In the Introduction you discuss the development of flash fiction. Can you give a brief recap for readers who might be unfamiliar with the background?

For such a short form, flash fiction has a long history. Short narratives can be traced as far back as Aesop’s fables, probably earlier if we had records of oral history. We also could talk about biblical parables, Jātaka tales, Boccaccio’s Decameron, or pieces from Sei Shōnagon’s Pillow Book. Or note the vogue for short-short narratives in Liberty and Cosmopolitan in the 1910s and ’20s. Or recognize some famous 20thcentury practitioners of the form, from Colette to Hemingway. The boom in our era started in the mid1980s, when Robert Shapard and James Thomas began their anthology series Sudden Fiction. Then came Tom Hazuka and Denise and James with their anthology Flash Fiction: 72 Very Short Stories. The internet emphasis on speed, the dimensions of a screen, and near-instant publication has accelerated the trend enormously.

What are some of the challenges of writing flash as opposed to longer stories?

Flash fiction depends on an ability to work in a small space, to make every word count. Let’s say you have a limit of 1,000 words. You can’t devote a page to your setting on the Jersey shore or a complex backstory involving an addiction to three different drugs. But you can still register effects: a quick view from the boardwalk at Point Pleasant or the twitchiness of withdrawal symptoms. Fiction is the art of representation, a little standing in for a lot, and flash fiction stresses that lesson.

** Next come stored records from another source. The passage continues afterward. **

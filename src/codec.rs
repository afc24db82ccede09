//! In-band codec for the PTY stream.
//!
//! Until the remote peer announces itself the stream is transparent: typed
//! bytes go out unmodified and everything read renders to the screen. The
//! announcement marker switches both directions to framed mode, where each
//! record is `tag || base64(AES-256-CTR(payload)) || "\n"`. Base64 armor
//! survives whatever line discipline mangling the outer shell channel applies;
//! the CTR keystream runs across records, one stream per direction, so both
//! ends stay in sync as long as the channel stays a FIFO.
//!
//! Noise between records (prompt echo, terminal chatter) never reaches the
//! cipher state: only lines with a known tag are decrypted, everything else
//! is dropped.

use std::os::fd::RawFd;

use aes::cipher::{KeyIvInit, StreamCipher};
use base64::{engine::general_purpose::STANDARD as B64, Engine as _};
use bytes::BytesMut;
use sha2::{Digest, Sha256};

use crate::error::{AppError, Result};
use crate::net::read_raw;
use crate::tty;

type Aes256Ctr = ctr::Ctr128BE<aes::Aes256>;

/// Emitted by the remote peer when it starts; switches framing on.
pub const SESSION_BEGIN_MARK: &[u8] = b"\x1b]psc;starttls\x07";
/// Emitted (as a framed-mode line) when the remote peer exits.
pub const SESSION_END_MARK: &[u8] = b"\x1b]psc;bye\x07";

/// Record tags understood on the wire. `D:0:` is terminal data; the `C:`
/// family carries tunnel control and payloads; `C:WS:` is window geometry.
const TAGS: [&str; 7] = ["D:0:", "C:T:N:", "C:T:C:", "C:T:F:", "C:T:S:", "C:U:S:", "C:WS:"];

const READ_CHUNK: usize = 4096;

/// Which end of the session this codec sits on. Determines which key
/// encrypts and which decrypts, so two codecs built from the same key pair
/// with opposite endpoints can talk to each other.
#[derive(Debug, Clone, Copy, PartialEq, Eq)]
pub enum Endpoint {
    Local,
    #[allow(dead_code)]
    Remote,
}

/// One decode step's result.
#[derive(Debug, PartialEq, Eq)]
pub enum Decoded {
    /// Terminal bytes to render.
    Plain(Vec<u8>),
    /// A full in-band command, tag included, for the dispatcher.
    Command(Vec<u8>),
    /// Framing mode flipped; the caller re-sends window geometry.
    StartTls,
    /// Nothing complete available.
    Empty,
}

pub struct Codec {
    r_fd: RawFd,
    w_fd: RawFd,
    crypted: bool,
    enc: Option<Aes256Ctr>,
    dec: Option<Aes256Ctr>,
    enc_key: [u8; 32],
    enc_iv: [u8; 16],
    dec_key: [u8; 32],
    dec_iv: [u8; 16],
    ibuf: BytesMut,
}

fn derive_key(secret: &str) -> [u8; 32] {
    Sha256::digest(secret.as_bytes()).into()
}

fn derive_iv(key: &[u8; 32]) -> [u8; 16] {
    let digest: [u8; 32] = Sha256::digest([&key[..], b"iv"].concat()).into();
    let mut iv = [0u8; 16];
    iv.copy_from_slice(&digest[..16]);
    iv
}

fn find(haystack: &[u8], needle: &[u8]) -> Option<usize> {
    haystack.windows(needle.len()).position(|w| w == needle)
}

/// Length of the longest `haystack` suffix that is a proper prefix of
/// `needle` (a marker that may still complete on the next read).
fn suffix_overlap(haystack: &[u8], needle: &[u8]) -> usize {
    let max = needle.len().min(haystack.len() + 1);
    for k in (1..max).rev() {
        if haystack.ends_with(&needle[..k]) {
            return k;
        }
    }
    0
}

impl Codec {
    /// `write_key` encrypts local-to-remote traffic, `read_key` the reverse;
    /// a `Remote` endpoint swaps the two.
    pub fn new(r_fd: RawFd, w_fd: RawFd, write_key: &str, read_key: &str, end: Endpoint) -> Self {
        let wk = derive_key(write_key);
        let rk = derive_key(read_key);
        let (enc_key, dec_key) = match end {
            Endpoint::Local => (wk, rk),
            Endpoint::Remote => (rk, wk),
        };
        Codec {
            r_fd,
            w_fd,
            crypted: false,
            enc: None,
            dec: None,
            enc_iv: derive_iv(&enc_key),
            dec_iv: derive_iv(&dec_key),
            enc_key,
            dec_key,
            ibuf: BytesMut::with_capacity(READ_CHUNK),
        }
    }

    pub fn is_crypted(&self) -> bool {
        self.crypted
    }

    pub fn w_fileno(&self) -> RawFd {
        self.w_fd
    }

    /// Switch to framed mode with fresh keystreams. Normally driven by the
    /// in-band marker; the remote end of a session calls it directly when it
    /// announces itself.
    pub fn starttls(&mut self) {
        self.crypted = true;
        self.enc = Some(Aes256Ctr::new(&self.enc_key.into(), &self.enc_iv.into()));
        self.dec = Some(Aes256Ctr::new(&self.dec_key.into(), &self.dec_iv.into()));
    }

    fn endtls(&mut self) {
        self.crypted = false;
        self.enc = None;
        self.dec = None;
    }

    /// Produce the wire form of one record. Transparent mode passes terminal
    /// data through unframed and swallows commands (there is nobody on the
    /// other side to act on them yet).
    pub fn possibly_b64encrypt(&mut self, tag: &str, payload: &[u8]) -> Vec<u8> {
        let Some(enc) = self.enc.as_mut() else {
            if tag == "D:0:" {
                return payload.to_vec();
            }
            return Vec::new();
        };
        let mut ct = payload.to_vec();
        enc.apply_keystream(&mut ct);

        let b64 = B64.encode(&ct);
        let mut out = Vec::with_capacity(tag.len() + b64.len() + 1);
        out.extend_from_slice(tag.as_bytes());
        out.extend_from_slice(b64.as_bytes());
        out.push(b'\n');
        out
    }

    /// Current terminal geometry as a framed record (empty while transparent).
    pub fn wsize_cmd(&mut self) -> Vec<u8> {
        let Ok(ws) = tty::get_winsize(0) else {
            return Vec::new();
        };
        let payload = format!(
            "{}:{}:{}:{}",
            ws.ws_row, ws.ws_col, ws.ws_xpixel, ws.ws_ypixel
        );
        self.possibly_b64encrypt("C:WS:", payload.as_bytes())
    }

    /// Drain one decode step. With `no_syscall` the internal buffer is parsed
    /// without touching the descriptor (used on successive drains within one
    /// readiness event). The second return value is true when another call
    /// may yield more right away.
    pub fn read(&mut self, no_syscall: bool) -> Result<(Decoded, bool)> {
        if !no_syscall {
            let mut buf = [0u8; READ_CHUNK];
            match read_raw(self.r_fd, &mut buf) {
                Ok(0) => return Err(AppError::TtyHangup),
                Ok(n) => self.ibuf.extend_from_slice(&buf[..n]),
                Err(nix::Error::EAGAIN) | Err(nix::Error::EINTR) => {}
                Err(e) => return Err(e.into()),
            }
        }
        Ok(self.next_event())
    }

    fn next_event(&mut self) -> (Decoded, bool) {
        if !self.crypted {
            return self.next_plain();
        }
        self.next_framed()
    }

    fn next_plain(&mut self) -> (Decoded, bool) {
        if let Some(pos) = find(&self.ibuf, SESSION_BEGIN_MARK) {
            if pos > 0 {
                let out = self.ibuf.split_to(pos).to_vec();
                return (Decoded::Plain(out), true);
            }
            let _ = self.ibuf.split_to(SESSION_BEGIN_MARK.len());
            self.starttls();
            return (Decoded::StartTls, !self.ibuf.is_empty());
        }

        // Emit what cannot be part of a half-received marker yet.
        let keep = suffix_overlap(&self.ibuf, SESSION_BEGIN_MARK);
        let emit = self.ibuf.len() - keep;
        if emit > 0 {
            let out = self.ibuf.split_to(emit).to_vec();
            return (Decoded::Plain(out), false);
        }
        (Decoded::Empty, false)
    }

    fn next_framed(&mut self) -> (Decoded, bool) {
        while let Some(pos) = find(&self.ibuf, b"\n") {
            let mut line = self.ibuf.split_to(pos + 1);
            line.truncate(pos);
            while line.last() == Some(&b'\r') {
                line.truncate(line.len() - 1);
            }
            if line.is_empty() {
                continue;
            }
            if line[..] == *SESSION_END_MARK {
                self.endtls();
                return (Decoded::StartTls, !self.ibuf.is_empty());
            }
            if let Some(decoded) = self.decode_line(&line) {
                let more = !self.ibuf.is_empty();
                return (decoded, more);
            }
            // Channel noise between records; never touches cipher state.
        }
        (Decoded::Empty, false)
    }

    fn decode_line(&mut self, line: &[u8]) -> Option<Decoded> {
        let tag = TAGS
            .iter()
            .find(|t| line.starts_with(t.as_bytes()))
            .copied()?;
        let mut payload = B64.decode(&line[tag.len()..]).ok()?;
        self.dec.as_mut()?.apply_keystream(&mut payload);

        if tag == "D:0:" {
            return Some(Decoded::Plain(payload));
        }
        let mut cmd = Vec::with_capacity(tag.len() + payload.len());
        cmd.extend_from_slice(tag.as_bytes());
        cmd.extend_from_slice(&payload);
        Some(Decoded::Command(cmd))
    }
}

#[cfg(test)]
mod tests {
    use super::*;
    use std::fs::File;
    use std::io::Write;
    use std::os::fd::{AsRawFd, OwnedFd};

    fn nonblocking_pipe() -> (OwnedFd, File) {
        let (r, w) = nix::unistd::pipe().unwrap();
        nix::fcntl::fcntl(
            &r,
            nix::fcntl::FcntlArg::F_SETFL(nix::fcntl::OFlag::O_NONBLOCK),
        )
        .unwrap();
        (r, File::from(w))
    }

    fn local_codec(r_fd: RawFd) -> Codec {
        Codec::new(r_fd, r_fd, "wkey", "rkey", Endpoint::Local)
    }

    /// The peer's encoder: same keys, opposite endpoint, framing enabled.
    fn remote_encoder() -> Codec {
        let mut c = Codec::new(-1, -1, "wkey", "rkey", Endpoint::Remote);
        c.starttls();
        c
    }

    #[test]
    fn test_transparent_passthrough() {
        let (r, mut w) = nonblocking_pipe();
        let mut codec = local_codec(r.as_raw_fd());

        w.write_all(b"login: ").unwrap();
        let (ev, more) = codec.read(false).unwrap();
        assert_eq!(ev, Decoded::Plain(b"login: ".to_vec()));
        assert!(!more);
        assert!(!codec.is_crypted());
    }

    #[test]
    fn test_transparent_encode_is_raw() {
        let (r, _w) = nonblocking_pipe();
        let mut codec = local_codec(r.as_raw_fd());
        assert_eq!(codec.possibly_b64encrypt("D:0:", b"ls\n"), b"ls\n".to_vec());
        // Commands have no receiver yet.
        assert!(codec.possibly_b64encrypt("C:T:N:", b"1.2.3.4/80/5/").is_empty());
        assert!(codec.wsize_cmd().is_empty());
    }

    #[test]
    fn test_starttls_marker_enables_framing() {
        let (r, mut w) = nonblocking_pipe();
        let mut codec = local_codec(r.as_raw_fd());

        w.write_all(b"motd")
            .and_then(|_| w.write_all(SESSION_BEGIN_MARK))
            .unwrap();

        let (ev, more) = codec.read(false).unwrap();
        assert_eq!(ev, Decoded::Plain(b"motd".to_vec()));
        assert!(more);
        let (ev, _) = codec.read(true).unwrap();
        assert_eq!(ev, Decoded::StartTls);
        assert!(codec.is_crypted());
    }

    #[test]
    fn test_marker_split_across_reads() {
        let (r, mut w) = nonblocking_pipe();
        let mut codec = local_codec(r.as_raw_fd());

        let (head, tail) = SESSION_BEGIN_MARK.split_at(5);
        w.write_all(head).unwrap();
        let (ev, _) = codec.read(false).unwrap();
        // A marker prefix is held back, not rendered.
        assert_eq!(ev, Decoded::Empty);

        w.write_all(tail).unwrap();
        let (ev, _) = codec.read(false).unwrap();
        assert_eq!(ev, Decoded::StartTls);
    }

    #[test]
    fn test_framed_command_roundtrip() {
        let (r, mut w) = nonblocking_pipe();
        let mut codec = local_codec(r.as_raw_fd());
        let mut peer = remote_encoder();

        w.write_all(SESSION_BEGIN_MARK).unwrap();
        let frame = peer.possibly_b64encrypt("C:T:C:", b"10.0.0.1/22/7/");
        w.write_all(&frame).unwrap();

        let (ev, _) = codec.read(false).unwrap();
        assert_eq!(ev, Decoded::StartTls);
        let (ev, _) = codec.read(true).unwrap();
        assert_eq!(ev, Decoded::Command(b"C:T:C:10.0.0.1/22/7/".to_vec()));
    }

    #[test]
    fn test_framed_data_and_binary_payload() {
        let (r, mut w) = nonblocking_pipe();
        let mut codec = local_codec(r.as_raw_fd());
        let mut peer = remote_encoder();

        w.write_all(SESSION_BEGIN_MARK).unwrap();
        let payload = [b'x', 0, b'\n', 0xff, b'y'];
        let mut body = b"1.2.3.4/80/5/".to_vec();
        body.extend_from_slice(&payload);
        w.write_all(&peer.possibly_b64encrypt("D:0:", b"shell output"))
            .unwrap();
        w.write_all(&peer.possibly_b64encrypt("C:T:S:", &body))
            .unwrap();

        let (ev, _) = codec.read(false).unwrap();
        assert_eq!(ev, Decoded::StartTls);
        let (ev, more) = codec.read(true).unwrap();
        assert_eq!(ev, Decoded::Plain(b"shell output".to_vec()));
        assert!(more);
        let (ev, _) = codec.read(true).unwrap();
        let mut expected = b"C:T:S:".to_vec();
        expected.extend_from_slice(&body);
        assert_eq!(ev, Decoded::Command(expected));
    }

    #[test]
    fn test_noise_between_records_is_dropped() {
        let (r, mut w) = nonblocking_pipe();
        let mut codec = local_codec(r.as_raw_fd());
        let mut peer = remote_encoder();

        w.write_all(SESSION_BEGIN_MARK).unwrap();
        w.write_all(b"stray prompt echo\r\n").unwrap();
        w.write_all(&peer.possibly_b64encrypt("D:0:", b"ok")).unwrap();

        let (ev, _) = codec.read(false).unwrap();
        assert_eq!(ev, Decoded::StartTls);
        let (ev, _) = codec.read(true).unwrap();
        assert_eq!(ev, Decoded::Plain(b"ok".to_vec()));
    }

    #[test]
    fn test_end_mark_returns_to_transparent() {
        let (r, mut w) = nonblocking_pipe();
        let mut codec = local_codec(r.as_raw_fd());

        w.write_all(SESSION_BEGIN_MARK).unwrap();
        w.write_all(SESSION_END_MARK).unwrap();
        w.write_all(b"\n$ ").unwrap();

        let (ev, _) = codec.read(false).unwrap();
        assert_eq!(ev, Decoded::StartTls);
        let (ev, _) = codec.read(true).unwrap();
        assert_eq!(ev, Decoded::StartTls);
        assert!(!codec.is_crypted());
        let (ev, _) = codec.read(true).unwrap();
        assert_eq!(ev, Decoded::Plain(b"$ ".to_vec()));
    }

    #[test]
    fn test_keystream_survives_multiple_records() {
        let (r, mut w) = nonblocking_pipe();
        let mut codec = local_codec(r.as_raw_fd());
        let mut peer = remote_encoder();

        w.write_all(SESSION_BEGIN_MARK).unwrap();
        for i in 0..5u8 {
            let msg = format!("chunk {}", i);
            w.write_all(&peer.possibly_b64encrypt("D:0:", msg.as_bytes()))
                .unwrap();
        }
        let (ev, _) = codec.read(false).unwrap();
        assert_eq!(ev, Decoded::StartTls);
        for i in 0..5u8 {
            let (ev, _) = codec.read(true).unwrap();
            assert_eq!(ev, Decoded::Plain(format!("chunk {}", i).into_bytes()));
        }
    }
}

Brevity contains fiction from a diverse cast of writers, from Donald Barthelme to Roxanne Gay, from Steve Martin to Alice Walker. How did you select which readings to include?

I wanted gripping, amusing, poignant, absorbing material to illustrate the techniques taught in each chapter. I wanted diversity; I wanted a panoply of voices demonstrating a character sketch, a rant, or a piece of metafiction. And I wanted to zoom past the 50-percent rate, which is to have at least half the stories liked by the readers. I read a lot and also solicited recommendations. Then came permissions hell, at times tracking down authors whose only trace was a defunct website, as well as securing translation rights, global rights, and electronic rights. I also insisted on paying everyone because I think writers should be recompensed for their work. The whole process took a long time.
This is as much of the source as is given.